For the expression of bN-GlcNAcase StrH, genetic engineering constructs (HECs) of pMT1618 are obtained. To obtain GICs encoding bN-GlcNAcase StrH, a vector-based cloning scheme was developed pET-15b (Novagen), which assumes the receipt of the full version having 6xHis-tag at the N-terminus. To obtain the corresponding GIC, TOP Gene Technologies ordered a synthetic gene encoding bN-GlcNAcase StrH (the genomic sequence of the bacterium Streptococcus pneumoniae encoding 1117 amino acid residues (without signal peptide, one of two G5 domains and anchor peptide) b-N-acetylglucosaminidase ( strH), fused at the 5 'end with part of the vector sequence of the maternal plasmid pET15b (+) encoding 20 amino acid residues containing hexahistidine tag) flanked by Ndel restriction sites, BamHI, containing internal restriction sites and Nhel to obtain a "catalytic" domain and stop codons at the 3'-end of the sequence (TGATAA). At TOR Gene Technologies, codon optimization was performed for protein expression in E. coli, taking into account the requirement that there are no Ndel, BamHI, Xhol, and Nhel restriction endonuclease sites in the sequence. Codon optimization of the obtained bN-GlcNAcase StrH sequence was verified at http://gcua.schoedl.de/sequential v2.html. The correspondence of the translated amino acid sequence to the ordered one was confirmed by alignment in the MEGA 6.0 program. The absence of unwanted restriction sites was confirmed using CloneManager 9.0 software. To obtain the GIC pMT1618 (pET15b-STRH_STRPN), the synthesis and restriction mapping of the synthetic gene pAPGl lO-bN-GlcNAcase StrH was performed. According to the developed scheme, the fragment encoding streptococcal bN-GlcNAcase StrH from plasmid pAPGHO-STRH STRPN was cloned into the vector plasmid pET15b at the Ndel, BamHI restriction sites. Received during restriction fragments were purified and used for ligation. Chemically competent E. coli XL10-GOLD cells were transformed with a ligase mixture. Cells were seeded to obtain transformed clones.
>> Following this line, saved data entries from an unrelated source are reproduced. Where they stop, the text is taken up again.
use async_graphql::SimpleObject;
use protocol_macros::{GraphQLEntity, GraphQLOperations, GraphQLRelations};
use serde::{Deserialize, Serialize};

use crate::graphql::scalars::{BigInt, Timestamp};

/// A DAO. Discord channel ids are stored as 64-bit integers.
#[derive(
    GraphQLEntity,
    GraphQLRelations,
    GraphQLOperations,
    SimpleObject,
    Clone,
    Debug,
    Serialize,
    Deserialize,
)]
#[graphql(name = "Guild", complex, rename_fields = "snake_case")]
#[graphql_entity(table = "guild", plural = "Guilds")]
#[relation(name = "users", target = "GuildUser", has_many = "guild_id")]
#[relation(name = "contributions", target = "GuildContribution", has_many = "guild_id")]
#[relation(name = "activity_type", target = "GuildActivityType", has_many = "guild_id")]
pub struct Guild {
    #[primary_key]
    pub id: i32,

    pub name: Option<String>,

    pub logo: Option<String>,

    #[unique]
    pub discord_id: Option<BigInt>,

    pub congrats_channel: Option<BigInt>,

    pub contribution_reporting_channel: Option<BigInt>,

    #[graphql(name = "createdAt")]
    pub created_at: Timestamp,

    #[graphql(name = "updatedAt")]
    pub updated_at: Timestamp,
}
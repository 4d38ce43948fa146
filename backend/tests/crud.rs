//! Generated CRUD operations end to end.

mod common;

use pretty_assertions::assert_eq;
use serde_json::json;

#[tokio::test]
async fn create_then_find_and_list() {
    let app = common::setup().await;

    let created = app
        .query(
            r#"mutation { createOneChain(data: { name: "Gnosis", chain_id: "100" }) {
                id name chain_id createdAt updatedAt
            } }"#,
        )
        .await;
    let chain = &created["createOneChain"];
    assert_eq!(chain["name"], "Gnosis");
    assert_eq!(chain["createdAt"], chain["updatedAt"]);

    let found = app.query(r#"{ chain(where: { chain_id: "100" }) { name } }"#).await;
    assert_eq!(found["chain"], json!({ "name": "Gnosis" }));

    let missing = app.query(r#"{ chain(where: { chain_id: "nope" }) { name } }"#).await;
    assert_eq!(missing["chain"], json!(null));

    let listed = app
        .query(r#"{ chains(where: { name: { startsWith: "Gno" } }) { chain_id } }"#)
        .await;
    assert_eq!(listed["chains"], json!([{ "chain_id": "100" }]));
}

#[tokio::test]
async fn defaults_apply_on_create() {
    let app = common::setup().await;
    let data = app
        .query(
            r#"mutation { createOneUser(data: { address: "0xdef", chain_type_id: 1 }) {
                active name chain_type { name }
            } }"#,
        )
        .await;
    assert_eq!(
        data["createOneUser"],
        json!({ "active": true, "name": null, "chain_type": { "name": "ethereum_mainnet" } })
    );
}

#[tokio::test]
async fn big_int_round_trips_as_string() {
    let app = common::setup().await;
    let user = app.user("0xdiscord").await;
    let data = app
        .query(&format!(
            r#"mutation {{ createOneDiscordUser(data: {{ discord_id: "912345678901234567", user_id: {user} }}) {{
                discord_id user {{ address }}
            }} }}"#
        ))
        .await;
    assert_eq!(
        data["createOneDiscordUser"],
        json!({ "discord_id": "912345678901234567", "user": { "address": "0xdiscord" } })
    );
}

#[tokio::test]
async fn update_operations_and_missing_rows() {
    let app = common::setup().await;
    let user = app.user("0xupd").await;
    let guild = app.guild("Alpha").await;
    let member = app.member(user, guild).await;

    let data = app
        .query(&format!(
            r#"mutation {{ updateOneGuildUser(
                where: {{ id: {member} }},
                data: {{ favorite: {{ set: true }}, membership_status_id: {{ set: 2 }} }}
            ) {{ favorite membershipStatus {{ name }} }} }}"#
        ))
        .await;
    assert_eq!(
        data["updateOneGuildUser"],
        json!({ "favorite": true, "membershipStatus": { "name": "Member" } })
    );

    let cleared = app
        .query(&format!(
            r#"mutation {{ updateOneGuildUser(where: {{ id: {member} }}, data: {{ membership_status_id: {{ set: null }} }}) {{
                membershipStatus {{ name }}
            }} }}"#
        ))
        .await;
    assert_eq!(cleared["updateOneGuildUser"]["membershipStatus"], json!(null));

    let errors = app
        .query_errors(r#"mutation { updateOneGuildUser(where: { id: 999 }, data: { favorite: { set: true } }) { id } }"#)
        .await;
    assert_eq!(common::code(&errors[0]).as_deref(), Some("NOT_FOUND"));

    let errors = app
        .query_errors(r#"mutation { deleteOneGuildUser(where: {}) { id } }"#)
        .await;
    assert_eq!(common::code(&errors[0]).as_deref(), Some("BAD_USER_INPUT"));
}

#[tokio::test]
async fn numeric_envelopes_compose() {
    let app = common::setup().await;
    let user = app.user("0xnum").await;
    let contribution = app.contribution(user, "n", 0).await;

    let data = app
        .query(&format!(
            r#"mutation {{ updateOneContribution(where: {{ id: {contribution} }}, data: {{ on_chain_id: {{ set: 10 }} }}) {{ on_chain_id }} }}"#
        ))
        .await;
    assert_eq!(data["updateOneContribution"]["on_chain_id"], json!(10));

    let data = app
        .query(&format!(
            r#"mutation {{ updateOneContribution(where: {{ id: {contribution} }}, data: {{ on_chain_id: {{ increment: 5, multiply: 2 }} }}) {{ on_chain_id }} }}"#
        ))
        .await;
    assert_eq!(data["updateOneContribution"]["on_chain_id"], json!(30));

    let errors = app
        .query_errors(&format!(
            r#"mutation {{ updateOneContribution(where: {{ id: {contribution} }}, data: {{ on_chain_id: {{ divide: 0 }} }}) {{ on_chain_id }} }}"#
        ))
        .await;
    assert_eq!(common::code(&errors[0]).as_deref(), Some("BAD_USER_INPUT"));

    let data = app
        .query(&format!(
            r#"query {{ contribution(where: {{ id: {contribution} }}) {{ on_chain_id }} }}"#
        ))
        .await;
    assert_eq!(data["contribution"]["on_chain_id"], json!(30));
}

#[tokio::test]
async fn many_operations_report_affected_rows() {
    let app = common::setup().await;

    let created = app
        .query(
            r#"mutation { createManyGuild(data: [{ name: "A" }, { name: "B" }, { name: "C" }]) { count } }"#,
        )
        .await;
    assert_eq!(created["createManyGuild"], json!({ "count": 3 }));

    let updated = app
        .query(
            r#"mutation { updateManyGuild(where: { name: { in: ["A", "B"] } }, data: { logo: { set: "x.png" } }) { count } }"#,
        )
        .await;
    assert_eq!(updated["updateManyGuild"], json!({ "count": 2 }));

    let deleted = app
        .query(r#"mutation { deleteManyGuild(where: { logo: { isNull: true } }) { count } }"#)
        .await;
    assert_eq!(deleted["deleteManyGuild"], json!({ "count": 1 }));
    assert_eq!(app.count("guild").await, 2);
}

#[tokio::test]
async fn create_many_is_atomic() {
    let app = common::setup().await;
    let errors = app
        .query_errors(
            r#"mutation { createManyChain(data: [{ name: "a", chain_id: "1" }, { name: "b", chain_id: "1" }]) { count } }"#,
        )
        .await;
    assert_eq!(common::code(&errors[0]).as_deref(), Some("CONSTRAINT_VIOLATION"));
    assert_eq!(app.count("chain").await, 0);
}

#[tokio::test]
async fn deletes_follow_ownership() {
    let app = common::setup().await;
    let user = app.user("0xown").await;
    let attester = app.user("0xatt").await;
    let guild = app.guild("Alpha").await;
    let contribution = app.contribution(user, "owned", 0).await;
    app.member(user, guild).await;
    app.link(guild, contribution).await;
    app.attestation(attester, contribution).await;

    let errors = app
        .query_errors(&format!("mutation {{ deleteOneUser(where: {{ id: {user} }}) {{ id }} }}"))
        .await;
    assert_eq!(common::code(&errors[0]).as_deref(), Some("CONSTRAINT_VIOLATION"));

    app.query(&format!("mutation {{ deleteOneGuild(where: {{ id: {guild} }}) {{ id }} }}"))
        .await;
    assert_eq!(app.count("guild_user").await, 0);
    assert_eq!(app.count("guild_contribution").await, 0);

    app.query(&format!(
        "mutation {{ deleteOneContribution(where: {{ id: {contribution} }}) {{ id }} }}"
    ))
    .await;
    assert_eq!(app.count("attestation").await, 0);
    assert_eq!(app.count("user").await, 2);
}

#[tokio::test]
async fn updated_at_is_refreshed_unless_set() {
    let app = common::setup().await;
    let guild = app.guild("Alpha").await;

    let data = app
        .query(&format!(
            r#"mutation {{ updateOneGuild(where: {{ id: {guild} }}, data: {{ updatedAt: {{ set: "2020-01-01T00:00:00Z" }} }}) {{ updatedAt }} }}"#
        ))
        .await;
    assert_eq!(data["updateOneGuild"]["updatedAt"], json!("2020-01-01T00:00:00Z"));

    let data = app
        .query(&format!(
            r#"mutation {{ updateOneGuild(where: {{ id: {guild} }}, data: {{ name: {{ set: "Renamed" }} }}) {{ name updatedAt }} }}"#
        ))
        .await;
    assert_eq!(data["updateOneGuild"]["name"], "Renamed");
    assert_ne!(data["updateOneGuild"]["updatedAt"], json!("2020-01-01T00:00:00Z"));
}

#[tokio::test]
async fn recent_days_filters_and_rejects_out_of_range() {
    let app = common::setup().await;
    let user = app.user("0xabc").await;
    let fresh = app.contribution(user, "fresh", 0).await;
    let stale = app.contribution(user, "stale", 0).await;
    sqlx::query("UPDATE contribution SET created_at = '2001-01-01T00:00:00.000Z' WHERE id = ?")
        .bind(stale)
        .execute(app.db.pool())
        .await
        .unwrap();

    let recent = r#"{ contributions(where: { createdAt: { recentDays: 7 } }) { id createdAt } }"#;
    let data = app.query(recent).await;
    assert_eq!(data["contributions"].as_array().unwrap().len(), 1);
    assert_eq!(data["contributions"][0]["id"], json!(fresh));
    assert!(data["contributions"][0]["createdAt"].as_str().unwrap().ends_with('Z'));

    let errors = app
        .query_errors(r#"{ contributions(where: { createdAt: { recentDays: 2000000000 } }) { id } }"#)
        .await;
    assert_eq!(errors.len(), 1);
    assert!(
        errors[0].message.contains("less than or equal to 36500"),
        "{}",
        errors[0].message
    );

    // The schema keeps serving after the rejected request
    let data = app.query(recent).await;
    assert_eq!(data["contributions"][0]["id"], json!(fresh));
}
 Plasmid DNA was then isolated and restriction mapping using Pstl restriction endonuclease was performed. A plasmid DNA sample was transferred for sequencing to Eurogen. The resulting sequence was aligned with the "theoretical" sequence pMT 1618.

 For analytical expression, plasmid DNA GIC pMT1618 was transformed into strains BL21 (DE3) pLysS. The super-producing clones of b-N-GlcNAcase StrH were selected based on analytical expression. Then received the super-producer strain b-N-GlcNAcase StrH. The strain was deposited in the All-Russian collection of industrial microorganisms (VKPM) under inventory number - VKPM B-12747.

 To obtain the target protein bN-GlcNAcase StrH, preparative expression was carried out by culturing E. coli VKPM B-12747 in a complete nutrient medium with a relative dissolved oxygen content of at least 10% at a temperature of 37 ° C and a pH value of 6, 5-7, 6. The duration of the cultivation process was 5-6 hours. Due to the enriched culture medium, during the first stage, active cell growth occurred. The presence of glucose in the medium inhibits the expression of the recombinant protein, and, therefore, reduces the load on the cell of the producer strain, which leads to an increase in the amount of accumulated biomass.

From 2.5-3 hours of cultivation, the stage of biosynthesis of the hybrid protein begins. The expression of bN-GlcNAcase StrH protein is under the control of the promoter, which is depressed by introducing a solution of IPTG to a final concentration of 0.0476 wt.%. The level of biosynthesis of the variants of the target bN-GlcNAcase StrH protein is at least 15 mg / l of culture fluid.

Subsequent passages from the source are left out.